*** THE DATA Section Begins ***

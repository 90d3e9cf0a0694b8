use clinic_portal::{
    AppState,
    config::{AppConfig, Env},
    create_router,
    repository::{PostgresRepository, RepositoryState},
    session::{InMemorySessionStore, SessionState},
};
use sqlx::postgres::PgPoolOptions;
use std::sync::Arc;
use tokio::net::TcpListener;
use tracing_subscriber::{layer::SubscriberExt, util::SubscriberInitExt};

/// main
///
/// Asynchronous entry point: configuration, logging, database, sessions,
/// and the HTTP server, in that order, each failing fast.
#[tokio::main]
async fn main() {
    dotenv::dotenv().ok();
    let config = AppConfig::load();

    let env_filter = tracing_subscriber::EnvFilter::try_from_default_env()
        .unwrap_or_else(|_| "clinic_portal=debug,tower_http=info,axum=trace".into());

    // Pretty output for local debugging, JSON for log aggregation in
    // production.
    match config.env {
        Env::Local => {
            tracing_subscriber::registry()
                .with(env_filter)
                .with(tracing_subscriber::fmt::layer().pretty())
                .init();
        }
        Env::Production => {
            tracing_subscriber::registry()
                .with(env_filter)
                .with(tracing_subscriber::fmt::layer().json())
                .init();
        }
    }

    tracing::info!("Application starting in {:?} mode", config.env);

    let pool = PgPoolOptions::new()
        .max_connections(5)
        .connect(&config.db_url)
        .await
        .expect("FATAL: Failed to connect to Postgres. Check DATABASE_URL.");

    let repo = Arc::new(PostgresRepository::new(pool)) as RepositoryState;
    let sessions = Arc::new(InMemorySessionStore::new()) as SessionState;

    let bind_addr = config.bind_addr.clone();
    let app_state = AppState {
        repo,
        sessions,
        config,
    };

    // Panics here mean a misconfigured route table or menu — better now
    // than after the first patient clicks a link.
    let app = create_router(app_state);

    let listener = TcpListener::bind(&bind_addr)
        .await
        .unwrap_or_else(|e| panic!("FATAL: cannot bind {bind_addr}: {e}"));

    tracing::info!("Listening on {bind_addr}");
    tracing::info!("API documentation available at /swagger-ui");

    axum::serve(listener, app).await.unwrap();
}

*** THE DATA Section Ends ***

» **YOUR OBJECTIVE**:
For each line in the data that holds the word "TcpListener", copy the line.

» **RESULT BELOW**:
use tokio::net::TcpListener;
    let listener = TcpListener::bind(&bind_addr)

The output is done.